● TASK BRIEF: Go through the lines below and tally those containing the string "stages". Respond with the number only.

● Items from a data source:

----

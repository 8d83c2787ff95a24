//! Per-User Key-Value Store
//!
//! Namespaced JSON values persisted for the current user. Local analysis and
//! plugin definitions and model bindings live here.
//!
//! The file layout is `{ "<namespace>": { "<key>": <value> } }`.

use std::collections::HashMap;
use std::fs;
use std::io::Write;
use std::path::PathBuf;
use std::sync::Mutex;

use serde::de::DeserializeOwned;
use serde::Serialize;
use serde_json::{Map, Value};
use tracing::debug;

use crate::utils::error::{AppError, AppResult};
use crate::utils::paths::{ensure_codeask_dir, store_path};

/// Namespaced key-value storage
pub trait KeyValueStore: Send + Sync {
    fn get(&self, namespace: &str, key: &str) -> AppResult<Option<Value>>;

    fn set(&self, namespace: &str, key: &str, value: Value) -> AppResult<()>;

    fn delete(&self, namespace: &str, key: &str) -> AppResult<()>;
}

/// Read and deserialize a value. Missing keys yield `None`.
pub fn load_json<T: DeserializeOwned>(
    store: &dyn KeyValueStore,
    namespace: &str,
    key: &str,
) -> AppResult<Option<T>> {
    match store.get(namespace, key)? {
        Some(value) => Ok(Some(serde_json::from_value(value)?)),
        None => Ok(None),
    }
}

/// Serialize and write a value.
pub fn save_json<T: Serialize>(
    store: &dyn KeyValueStore,
    namespace: &str,
    key: &str,
    value: &T,
) -> AppResult<()> {
    store.set(namespace, key, serde_json::to_value(value)?)
}

fn lock_poisoned() -> AppError {
    AppError::internal("key-value store lock poisoned")
}

// ============================================================================
// JSON file store
// ============================================================================

/// Key-value store persisted as one JSON file
#[derive(Debug)]
pub struct JsonFileStore {
    path: PathBuf,
    data: Mutex<Map<String, Value>>,
}

impl JsonFileStore {
    /// Open the default store at `~/.codeask/store.json`
    pub fn open_default() -> AppResult<Self> {
        ensure_codeask_dir()?;
        Self::open(store_path()?)
    }

    /// Open a store file, starting empty if it does not exist yet
    pub fn open(path: PathBuf) -> AppResult<Self> {
        let data = if path.exists() {
            let content = fs::read_to_string(&path)?;
            match serde_json::from_str::<Value>(&content)? {
                Value::Object(map) => map,
                _ => {
                    return Err(AppError::persistence(format!(
                        "{} is not a JSON object",
                        path.display()
                    )))
                }
            }
        } else {
            Map::new()
        };

        Ok(Self {
            path,
            data: Mutex::new(data),
        })
    }

    /// Atomic write: temp file in the same directory, fsync, rename
    fn flush(&self, data: &Map<String, Value>) -> AppResult<()> {
        if let Some(parent) = self.path.parent() {
            fs::create_dir_all(parent)?;
        }
        let content = serde_json::to_string_pretty(data)?;
        let tmp = self.path.with_extension("json.tmp");

        let written = (|| -> std::io::Result<()> {
            let mut file = fs::File::create(&tmp)?;
            file.write_all(content.as_bytes())?;
            file.sync_all()?;
            fs::rename(&tmp, &self.path)
        })();
        if let Err(e) = written {
            let _ = fs::remove_file(&tmp);
            return Err(AppError::persistence(format!(
                "failed to write {}: {}",
                self.path.display(),
                e
            )));
        }

        debug!(path = %self.path.display(), "key-value store flushed");
        Ok(())
    }
}

impl KeyValueStore for JsonFileStore {
    fn get(&self, namespace: &str, key: &str) -> AppResult<Option<Value>> {
        let data = self.data.lock().map_err(|_| lock_poisoned())?;
        Ok(data
            .get(namespace)
            .and_then(|ns| ns.get(key))
            .cloned())
    }

    fn set(&self, namespace: &str, key: &str, value: Value) -> AppResult<()> {
        let mut data = self.data.lock().map_err(|_| lock_poisoned())?;
        let mut next = data.clone();
        let entry = next
            .entry(namespace.to_string())
            .or_insert_with(|| Value::Object(Map::new()));
        if !entry.is_object() {
            *entry = Value::Object(Map::new());
        }
        if let Value::Object(ns) = entry {
            ns.insert(key.to_string(), value);
        }
        self.flush(&next)?;
        *data = next;
        Ok(())
    }

    fn delete(&self, namespace: &str, key: &str) -> AppResult<()> {
        let mut data = self.data.lock().map_err(|_| lock_poisoned())?;
        let mut next = data.clone();
        let removed = match next.get_mut(namespace) {
            Some(Value::Object(ns)) => ns.remove(key).is_some(),
            _ => false,
        };
        if removed {
            self.flush(&next)?;
            *data = next;
        }
        Ok(())
    }
}

// ============================================================================
// In-memory store
// ============================================================================

/// Volatile store for tests and embedding
#[derive(Debug, Default)]
pub struct MemoryKeyValueStore {
    data: Mutex<HashMap<(String, String), Value>>,
}

impl MemoryKeyValueStore {
    pub fn new() -> Self {
        Self::default()
    }
}

impl KeyValueStore for MemoryKeyValueStore {
    fn get(&self, namespace: &str, key: &str) -> AppResult<Option<Value>> {
        let data = self.data.lock().map_err(|_| lock_poisoned())?;
        Ok(data.get(&(namespace.to_string(), key.to_string())).cloned())
    }

    fn set(&self, namespace: &str, key: &str, value: Value) -> AppResult<()> {
        let mut data = self.data.lock().map_err(|_| lock_poisoned())?;
        data.insert((namespace.to_string(), key.to_string()), value);
        Ok(())
    }

    fn delete(&self, namespace: &str, key: &str) -> AppResult<()> {
        let mut data = self.data.lock().map_err(|_| lock_poisoned())?;
        data.remove(&(namespace.to_string(), key.to_string()));
        Ok(())
    }
}
//! JSON Configuration Management
//!
//! Handles reading and writing the application configuration file.

use std::fs;
use std::path::{Path, PathBuf};

use crate::models::settings::{AppConfig, SettingsUpdate};
use crate::utils::error::{AppError, AppResult};
use crate::utils::paths::{config_path, ensure_codeask_dir, ensure_dir};

/// Configuration service for managing app settings
#[derive(Debug)]
pub struct ConfigService {
    config_path: PathBuf,
    config: AppConfig,
}

impl ConfigService {
    /// Create a new config service at `~/.codeask/config.json`, loading
    /// existing config or creating defaults
    pub fn new() -> AppResult<Self> {
        ensure_codeask_dir()?;
        Self::open(config_path()?)
    }

    /// Create a config service backed by an explicit file
    pub fn open(config_path: PathBuf) -> AppResult<Self> {
        if let Some(parent) = config_path.parent() {
            ensure_dir(parent)?;
        }

        let config = if config_path.exists() {
            Self::load_from_file(&config_path)?
        } else {
            let default_config = AppConfig::default();
            Self::save_to_file(&config_path, &default_config)?;
            default_config
        };

        Ok(Self {
            config_path,
            config,
        })
    }

    /// Load configuration from a file
    fn load_from_file(path: &Path) -> AppResult<AppConfig> {
        let content = fs::read_to_string(path)?;
        let config: AppConfig = serde_json::from_str(&content)?;
        config.validate().map_err(AppError::validation)?;
        Ok(config)
    }

    /// Save configuration to a file with pretty formatting
    fn save_to_file(path: &Path, config: &AppConfig) -> AppResult<()> {
        config.validate().map_err(AppError::validation)?;
        let content = serde_json::to_string_pretty(config)?;
        fs::write(path, content)?;
        Ok(())
    }

    /// Get the current configuration
    pub fn get_config(&self) -> &AppConfig {
        &self.config
    }

    /// Update the configuration with a partial update
    pub fn update_config(&mut self, update: SettingsUpdate) -> AppResult<AppConfig> {
        let mut next = self.config.clone();
        next.apply_update(update);
        Self::save_to_file(&self.config_path, &next)?;
        self.config = next;
        Ok(self.config.clone())
    }

    /// Reload configuration from disk
    pub fn reload(&mut self) -> AppResult<()> {
        self.config = Self::load_from_file(&self.config_path)?;
        Ok(())
    }

    /// Reset configuration to defaults
    pub fn reset(&mut self) -> AppResult<()> {
        self.config = AppConfig::default();
        Self::save_to_file(&self.config_path, &self.config)
    }
}
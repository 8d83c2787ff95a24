//! File Tree Selection
//!
//! Flat arena representation of a project's file tree with two derived
//! per-node flags:
//!
//! - `hidden` - computed bottom-up from [`FilterRules`]. A file is hidden when
//!   it does not match the extension filter; a directory is hidden when it has
//!   no visible descendant.
//! - `selected` - set top-down when a node is toggled (cascading to every
//!   descendant, hidden or not) and recomputed bottom-up for every ancestor as
//!   the AND of its visible children.
//!
//! Entries are stored in pre-order, so a parent's index is always smaller than
//! its children's. Reverse index order is therefore a valid bottom-up pass.

use std::collections::HashMap;

use serde::{Deserialize, Serialize};

use crate::error::{CoreError, CoreResult};

/// Kind of a file tree node.
#[derive(Debug, Clone, Copy, PartialEq, Eq, Hash, Serialize, Deserialize)]
#[serde(rename_all = "lowercase")]
pub enum NodeKind {
    File,
    Directory,
}

/// A node of the file tree as produced by a directory listing.
///
/// `id` is the node's absolute path and is unique within one tree.
#[derive(Debug, Clone, PartialEq, Eq, Serialize, Deserialize)]
pub struct FileNode {
    pub id: String,
    pub name: String,
    #[serde(rename = "type")]
    pub kind: NodeKind,
    #[serde(default, skip_serializing_if = "Option::is_none")]
    pub children: Option<Vec<FileNode>>,
}

impl FileNode {
    /// Create a file node
    pub fn file(id: impl Into<String>, name: impl Into<String>) -> Self {
        Self {
            id: id.into(),
            name: name.into(),
            kind: NodeKind::File,
            children: None,
        }
    }

    /// Create a directory node
    pub fn directory(id: impl Into<String>, name: impl Into<String>, children: Vec<FileNode>) -> Self {
        Self {
            id: id.into(),
            name: name.into(),
            kind: NodeKind::Directory,
            children: Some(children),
        }
    }

    pub fn is_directory(&self) -> bool {
        self.kind == NodeKind::Directory
    }
}

/// Visibility rules applied to a tree.
#[derive(Debug, Clone, Default, PartialEq, Eq, Serialize, Deserialize)]
pub struct FilterRules {
    /// File name suffixes to keep (e.g. `.rs`). Empty keeps every file.
    #[serde(default)]
    pub extensions: Vec<String>,
}

impl FilterRules {
    pub fn new<I, S>(extensions: I) -> Self
    where
        I: IntoIterator<Item = S>,
        S: Into<String>,
    {
        Self {
            extensions: extensions.into_iter().map(Into::into).collect(),
        }
    }

    /// Rules that keep every file visible.
    pub fn all() -> Self {
        Self::default()
    }

    /// Whether a file with this name passes the filter.
    ///
    /// Matching is a case-insensitive suffix test. Blank entries are ignored.
    pub fn matches_file(&self, name: &str) -> bool {
        let mut extensions = self
            .extensions
            .iter()
            .map(|e| e.trim())
            .filter(|e| !e.is_empty())
            .peekable();

        if extensions.peek().is_none() {
            return true;
        }

        let lower = name.to_lowercase();
        extensions.any(|ext| lower.ends_with(&ext.to_lowercase()))
    }
}

/// Snapshot of a tree node with its derived selection state.
#[derive(Debug, Clone, PartialEq, Eq, Serialize, Deserialize)]
#[serde(rename_all = "camelCase")]
pub struct SelectableFileNode {
    pub id: String,
    pub name: String,
    #[serde(rename = "type")]
    pub kind: NodeKind,
    pub selected: bool,
    pub hidden: bool,
    #[serde(default, skip_serializing_if = "Vec::is_empty")]
    pub children: Vec<SelectableFileNode>,
}

#[derive(Debug, Clone)]
struct TreeEntry {
    id: String,
    name: String,
    kind: NodeKind,
    parent: Option<usize>,
    children: Vec<usize>,
    selected: bool,
    hidden: bool,
}

/// Arena of tree nodes keyed by path.
#[derive(Debug, Clone, Default)]
pub struct SelectionTree {
    entries: Vec<TreeEntry>,
    roots: Vec<usize>,
    index: HashMap<String, usize>,
}

impl SelectionTree {
    /// Build an arena from a listed tree. Every node starts unselected and visible.
    pub fn from_nodes(tree: &[FileNode]) -> Self {
        let mut arena = Self::default();
        for node in tree {
            let idx = arena.insert(node, None);
            arena.roots.push(idx);
        }
        arena
    }

    /// Build an arena and immediately apply `rules`.
    pub fn filtered(tree: &[FileNode], rules: &FilterRules) -> Self {
        let mut arena = Self::from_nodes(tree);
        arena.apply_filter(rules);
        arena
    }

    fn insert(&mut self, node: &FileNode, parent: Option<usize>) -> usize {
        let idx = self.entries.len();
        self.entries.push(TreeEntry {
            id: node.id.clone(),
            name: node.name.clone(),
            kind: node.kind,
            parent,
            children: Vec::new(),
            selected: false,
            hidden: false,
        });
        self.index.insert(node.id.clone(), idx);

        // File nodes never carry children, even if the listing supplied some.
        if node.kind == NodeKind::Directory {
            if let Some(children) = &node.children {
                for child in children {
                    let child_idx = self.insert(child, Some(idx));
                    self.entries[idx].children.push(child_idx);
                }
            }
        }
        idx
    }

    /// Number of nodes (files and directories).
    pub fn len(&self) -> usize {
        self.entries.len()
    }

    pub fn is_empty(&self) -> bool {
        self.entries.is_empty()
    }

    pub fn contains(&self, id: &str) -> bool {
        self.index.contains_key(id)
    }

    pub fn is_selected(&self, id: &str) -> Option<bool> {
        self.index.get(id).map(|&idx| self.entries[idx].selected)
    }

    pub fn is_hidden(&self, id: &str) -> Option<bool> {
        self.index.get(id).map(|&idx| self.entries[idx].hidden)
    }

    /// Recompute `hidden` for every node, then re-derive directory selection
    /// against the new set of visible children.
    pub fn apply_filter(&mut self, rules: &FilterRules) {
        for idx in (0..self.entries.len()).rev() {
            let hidden = match self.entries[idx].kind {
                NodeKind::File => !rules.matches_file(&self.entries[idx].name),
                NodeKind::Directory => self.entries[idx]
                    .children
                    .iter()
                    .all(|&child| self.entries[child].hidden),
            };
            self.entries[idx].hidden = hidden;
        }

        for idx in (0..self.entries.len()).rev() {
            if self.entries[idx].kind == NodeKind::Directory {
                self.recompute_directory(idx);
            }
        }
    }

    /// Set the selection state of `target_id`, cascade it to all descendants
    /// and re-derive every ancestor.
    pub fn toggle(&mut self, target_id: &str, selected: bool) -> CoreResult<()> {
        let idx = *self
            .index
            .get(target_id)
            .ok_or_else(|| CoreError::not_found(format!("tree node: {}", target_id)))?;

        self.cascade_down(idx, selected);
        self.recompute_ancestors(idx);
        Ok(())
    }

    /// Select or deselect every node.
    pub fn set_all(&mut self, selected: bool) {
        for entry in &mut self.entries {
            entry.selected = selected;
        }
    }

    fn cascade_down(&mut self, idx: usize, selected: bool) {
        let mut stack = vec![idx];
        while let Some(current) = stack.pop() {
            self.entries[current].selected = selected;
            stack.extend(self.entries[current].children.iter().copied());
        }
    }

    fn recompute_ancestors(&mut self, idx: usize) {
        let mut parent = self.entries[idx].parent;
        while let Some(p) = parent {
            self.recompute_directory(p);
            parent = self.entries[p].parent;
        }
    }

    /// AND of visible children. A directory without visible children keeps
    /// its current state.
    fn recompute_directory(&mut self, idx: usize) {
        let mut visible = self.entries[idx]
            .children
            .iter()
            .filter(|&&child| !self.entries[child].hidden)
            .peekable();

        if visible.peek().is_none() {
            return;
        }

        let all_selected = visible.all(|&child| self.entries[child].selected);
        self.entries[idx].selected = all_selected;
    }

    /// Selected, visible files in tree order (directories before their
    /// children, siblings in listed order). Hidden subtrees are skipped.
    pub fn collect_selected(&self) -> Vec<String> {
        let mut out = Vec::new();
        for &root in &self.roots {
            self.collect_into(root, &mut out);
        }
        out
    }

    fn collect_into(&self, idx: usize, out: &mut Vec<String>) {
        let entry = &self.entries[idx];
        if entry.hidden {
            return;
        }
        match entry.kind {
            NodeKind::File => {
                if entry.selected {
                    out.push(entry.id.clone());
                }
            }
            NodeKind::Directory => {
                for &child in &entry.children {
                    self.collect_into(child, out);
                }
            }
        }
    }

    /// Count of visible files, the denominator shown next to a selection.
    pub fn visible_file_count(&self) -> usize {
        self.entries
            .iter()
            .filter(|e| e.kind == NodeKind::File && !e.hidden)
            .count()
    }

    /// Owned, nested copy of the tree with derived flags.
    pub fn snapshot(&self) -> Vec<SelectableFileNode> {
        self.roots.iter().map(|&idx| self.snapshot_node(idx)).collect()
    }

    fn snapshot_node(&self, idx: usize) -> SelectableFileNode {
        let entry = &self.entries[idx];
        SelectableFileNode {
            id: entry.id.clone(),
            name: entry.name.clone(),
            kind: entry.kind,
            selected: entry.selected,
            hidden: entry.hidden,
            children: entry
                .children
                .iter()
                .map(|&child| self.snapshot_node(child))
                .collect(),
        }
    }

    /// Ids of every descendant of `id` (excluding `id` itself), pre-order.
    pub fn descendants(&self, id: &str) -> Vec<String> {
        let Some(&idx) = self.index.get(id) else {
            return Vec::new();
        };
        let mut out = Vec::new();
        let mut stack: Vec<usize> = self.entries[idx].children.iter().rev().copied().collect();
        while let Some(current) = stack.pop() {
            out.push(self.entries[current].id.clone());
            stack.extend(self.entries[current].children.iter().rev().copied());
        }
        out
    }
}
//! Analysis Pipeline
//!
//! The two model-calling stages of an analysis run.
//!
//! Stage 1 sends every selected file to the stage-1 model, in chunks of the
//! model's concurrency limit, and records one `PerFileResult` per file. A
//! failure while reading, hashing or calling the model becomes that file's
//! error entry; siblings keep going.
//!
//! Stage 2 sends the whole stage-1 array, serialized as JSON, to the
//! summary model in a single call.

use std::future::Future;
use std::path::{Path, PathBuf};
use std::sync::Arc;
use std::time::Duration;

use codeask_core::BatchScheduler;
use codeask_llm::{LlmProvider, OpenAICompatibleProvider};
use tokio_util::sync::CancellationToken;
use tracing::{debug, info, warn};

use crate::models::analysis::PerFileResult;
use crate::models::model_binding::ModelBinding;
use crate::services::file_system::FileSystem;
use crate::services::hasher::{hash_bytes, hash_file};
use crate::services::notifier::{Notification, Notifier};
use crate::services::sanitize::sanitize_response;
use crate::utils::error::{AppError, AppResult};
use crate::utils::paths::relative_path;

/// Creates completion providers for model bindings
pub trait ProviderFactory: Send + Sync {
    fn create(&self, binding: &ModelBinding, timeout: Option<Duration>) -> AppResult<Arc<dyn LlmProvider>>;
}

/// Factory for OpenAI-compatible HTTP endpoints
#[derive(Debug, Default, Clone)]
pub struct OpenAIProviderFactory;

impl ProviderFactory for OpenAIProviderFactory {
    fn create(&self, binding: &ModelBinding, timeout: Option<Duration>) -> AppResult<Arc<dyn LlmProvider>> {
        let config = binding.to_provider_config(timeout.map(|t| t.as_secs()));
        let provider = OpenAICompatibleProvider::new(config)?;
        Ok(Arc::new(provider))
    }
}

/// Per-run knobs shared by both stages
#[derive(Debug, Clone, Default)]
pub struct RunOptions {
    /// Budget for each file read and each model call
    pub request_timeout: Option<Duration>,
    pub cancellation: Option<CancellationToken>,
}

impl RunOptions {
    pub fn is_cancelled(&self) -> bool {
        self.cancellation
            .as_ref()
            .map(|t| t.is_cancelled())
            .unwrap_or(false)
    }
}

/// Stage-1 results in selection order
#[derive(Debug, Clone, PartialEq)]
pub struct Stage1Outcome {
    pub results: Vec<PerFileResult>,
    /// Stopped early; files after the last started chunk have no entry
    pub cancelled: bool,
}

async fn with_timeout<T, F>(limit: Option<Duration>, what: &str, fut: F) -> AppResult<T>
where
    F: Future<Output = AppResult<T>>,
{
    match limit {
        Some(limit) => tokio::time::timeout(limit, fut).await.map_err(|_| {
            AppError::timeout(format!("{} exceeded {}s", what, limit.as_secs()))
        })?,
        None => fut.await,
    }
}

async fn with_cancellation<T, F>(token: Option<&CancellationToken>, fut: F) -> AppResult<T>
where
    F: Future<Output = AppResult<T>>,
{
    match token {
        Some(token) => {
            tokio::select! {
                biased;
                _ = token.cancelled() => Err(AppError::Cancelled),
                result = fut => result,
            }
        }
        None => fut.await,
    }
}

/// Runs the per-file and summary stages against the completion service
pub struct AnalysisPipeline {
    fs: Arc<dyn FileSystem>,
    providers: Arc<dyn ProviderFactory>,
    notifier: Arc<dyn Notifier>,
}

impl AnalysisPipeline {
    pub fn new(
        fs: Arc<dyn FileSystem>,
        providers: Arc<dyn ProviderFactory>,
        notifier: Arc<dyn Notifier>,
    ) -> Self {
        Self {
            fs,
            providers,
            notifier,
        }
    }

    /// Run stage 1 over `files` (absolute paths, in selection order).
    ///
    /// `on_progress` receives the number of finished files after each one.
    /// Only provider construction can fail the whole stage.
    pub async fn run_stage1<P>(
        &self,
        project_root: &Path,
        files: Vec<String>,
        binding: &ModelBinding,
        prompt: &str,
        options: &RunOptions,
        on_progress: P,
    ) -> AppResult<Stage1Outcome>
    where
        P: FnMut(usize),
    {
        let provider = self.providers.create(binding, options.request_timeout)?;
        let total = files.len();
        info!(
            model = %binding.name,
            files = total,
            limit = binding.effective_concurrency(),
            "stage 1 started"
        );

        let mut scheduler = BatchScheduler::new(binding.effective_concurrency());
        if let Some(token) = &options.cancellation {
            scheduler = scheduler.with_cancellation(token.clone());
        }

        let provider = provider.as_ref();
        let outcome = scheduler
            .run(
                files,
                |file| self.process_file(provider, project_root, PathBuf::from(file), prompt, options),
                on_progress,
            )
            .await;

        let errors = outcome.results.iter().filter(|r| !r.is_success()).count();
        info!(
            processed = outcome.results.len(),
            errors,
            cancelled = outcome.cancelled,
            "stage 1 finished"
        );

        Ok(Stage1Outcome {
            results: outcome.results,
            cancelled: outcome.cancelled,
        })
    }

    async fn process_file(
        &self,
        provider: &dyn LlmProvider,
        project_root: &Path,
        path: PathBuf,
        prompt: &str,
        options: &RunOptions,
    ) -> PerFileResult {
        let rel = relative_path(project_root, &path);

        let work = async {
            let bytes = with_timeout(options.request_timeout, "file read", self.fs.read_bytes(&path)).await?;
            let content_hash = hash_bytes(&bytes);
            let content = String::from_utf8_lossy(&bytes);
            let user = format!("File: {}\n\nCode:\n{}", rel, content);
            let response = with_timeout(options.request_timeout, "model call", async {
                provider.complete(prompt, &user).await.map_err(AppError::from)
            })
            .await?;
            Ok((sanitize_response(response.text_content()), content_hash))
        };

        match with_cancellation(options.cancellation.as_ref(), work).await {
            Ok((text, content_hash)) => {
                debug!(path = %rel, "file analyzed");
                PerFileResult::success(rel, text, content_hash)
            }
            Err(err) => {
                let message = err.to_string();
                if !matches!(err, AppError::Cancelled) {
                    warn!(path = %rel, error = %message, "file analysis failed");
                    self.notifier
                        .notify(Notification::error(format!("Analysis failed: {}", rel), message.clone()));
                }
                let content_hash = self.best_effort_hash(&path).await;
                PerFileResult::error(rel, message, content_hash)
            }
        }
    }

    /// Hash of the current content, or empty when it cannot be read
    async fn best_effort_hash(&self, path: &Path) -> String {
        hash_file(path).await.unwrap_or_default()
    }

    /// Run stage 2 over the complete stage-1 array and return the summary.
    pub async fn run_stage2(
        &self,
        binding: &ModelBinding,
        prompt: &str,
        stage1: &[PerFileResult],
        options: &RunOptions,
    ) -> AppResult<String> {
        let provider = self.providers.create(binding, options.request_timeout)?;
        let user = serde_json::to_string(stage1)?;
        info!(model = %binding.name, entries = stage1.len(), "stage 2 started");

        let call = with_timeout(options.request_timeout, "summary call", async {
            provider.complete(prompt, &user).await.map_err(AppError::from)
        });
        let response = with_cancellation(options.cancellation.as_ref(), call).await?;
        Ok(sanitize_response(response.text_content()))
    }
}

----

● RESULT OF THE TASK: 3